Aim: To investigate and identify biological mechanisms behind endometriosis-associated ovarian cancer (EAOC). To develop clinical analyzes for the identification of premalignant lesions and early signs of EAOC.
Background: Endometriosis is an often-neglected benign disease that affects 10–18% of young fertile women. Endometriosis can turn into ovarian cancer (OC) later in life but often gives rise to significantly reduced quality of life, chronic abdominal pain and infertility much earlier. OC is the gynecological cancer that has the highest mortality due to unclear symptoms and diagnosis in late stages. There are no known predictive molecular markers or signs indicating which women with endometriosis are at risk of developing OC.

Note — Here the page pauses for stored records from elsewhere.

//! Cache geometry and address decomposition.
//!
//! A word address splits into three fields, low bits first:
//!
//! ```text
//! | tag | set index (set_bits) | block offset (offset_bits) |
//! ```
//!
//! where `offset_bits = log2(words_per_block)` and `set_bits = log2(sets)`.
//! Both sizes must therefore be powers of two.

use crate::common::{ConfigError, WordAddr};

/// Address bits usable for indexing: addresses come from non-negative `i32` values.
const ADDRESS_BITS: u32 = 31;

/// The fields of a decomposed word address.
#[derive(Clone, Copy, Debug, PartialEq, Eq)]
pub struct AddressParts {
    /// Identifies the memory block among all blocks mapping to `set`.
    pub tag: u32,
    /// Set the block maps to.
    pub set: usize,
    /// Word within the block.
    pub offset: usize,
}

/// Immutable shape of a set-associative cache.
#[derive(Clone, Copy, Debug, PartialEq, Eq)]
pub struct CacheGeometry {
    sets: usize,
    ways: usize,
    words_per_block: usize,
    offset_bits: u32,
    set_bits: u32,
}

impl CacheGeometry {
    /// Creates a validated geometry.
    ///
    /// # Errors
    ///
    /// - [`ConfigError::Zero`] if any size is zero.
    /// - [`ConfigError::NotPowerOfTwo`] if `sets` or `words_per_block` is not a power of two.
    /// - [`ConfigError::GeometryTooLarge`] if set index and offset need more than 31 bits.
    pub fn new(sets: usize, ways: usize, words_per_block: usize) -> Result<Self, ConfigError> {
        let set_bits = index_bits("sets", sets)?;
        if ways == 0 {
            return Err(ConfigError::Zero { field: "ways" });
        }
        let offset_bits = index_bits("words_per_block", words_per_block)?;

        let bits = set_bits + offset_bits;
        if bits > ADDRESS_BITS {
            return Err(ConfigError::GeometryTooLarge {
                sets,
                words_per_block,
                bits,
            });
        }

        Ok(Self {
            sets,
            ways,
            words_per_block,
            offset_bits,
            set_bits,
        })
    }

    /// Number of sets.
    pub const fn sets(&self) -> usize {
        self.sets
    }

    /// Lines per set.
    pub const fn ways(&self) -> usize {
        self.ways
    }

    /// Words per block.
    pub const fn words_per_block(&self) -> usize {
        self.words_per_block
    }

    /// Width of the block offset field.
    pub const fn offset_bits(&self) -> u32 {
        self.offset_bits
    }

    /// Width of the set index field.
    pub const fn set_bits(&self) -> u32 {
        self.set_bits
    }

    /// Total number of lines in the cache.
    pub const fn lines(&self) -> usize {
        self.sets * self.ways
    }

    /// Splits an address into tag, set index, and block offset.
    pub const fn decode(&self, addr: WordAddr) -> AddressParts {
        let a = addr.val();
        AddressParts {
            tag: a >> (self.offset_bits + self.set_bits),
            set: ((a >> self.offset_bits) & low_mask(self.set_bits)) as usize,
            offset: (a & low_mask(self.offset_bits)) as usize,
        }
    }

    /// Reassembles the base address of the block identified by `tag` and `set`.
    pub const fn block_base(&self, tag: u32, set: usize) -> WordAddr {
        WordAddr(((tag << self.set_bits) | set as u32) << self.offset_bits)
    }

    /// Returns the base address of the block containing `addr`.
    ///
    /// Only the block offset bits are cleared.
    pub const fn block_base_of(&self, addr: WordAddr) -> WordAddr {
        WordAddr(addr.val() & !low_mask(self.offset_bits))
    }
}

/// Mask with the low `bits` bits set; `bits` is at most 31.
const fn low_mask(bits: u32) -> u32 {
    (1u32 << bits) - 1
}

/// Returns `log2(value)` for a power of two, rejecting anything else.
fn index_bits(field: &'static str, value: usize) -> Result<u32, ConfigError> {
    if value == 0 {
        return Err(ConfigError::Zero { field });
    }
    if !value.is_power_of_two() {
        return Err(ConfigError::NotPowerOfTwo { field, value });
    }
    Ok(value.trailing_zeros())
}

Hypothesis: With modern NGS, we can identify somatic mutations in surgically removed endometriosis, consistent with increased risk of OC later in life. Somatic mutations compatible with increased risk of EAOC can be measured with ultra-sensitive mutation assays in cervical fluid biopsies. Components in the SWI/SNF complex are involved in the development of EAOC.
Method: Exome sequencing of EAOC paired with endometriosis surgically removed earlier in life. Verification and validation with ddPCR, SiMSen-Seq for specific somatic mutations and immunohistochemistry. Gene assay construction. Functional studies with inactivation of identified mutations in the Swi/Snf complex.
Preliminary data: Several known hot-spot mutations have been identified by our exomseq. Of particular interest are mutations in ARID1a, part of the Swi / snf complex.
Significance: Identification of biological markers to develop EAOC allows us to provide the young woman with endometriosis active surveillance and later prophylactic surgery in order to reduce the risk of OC and save lives.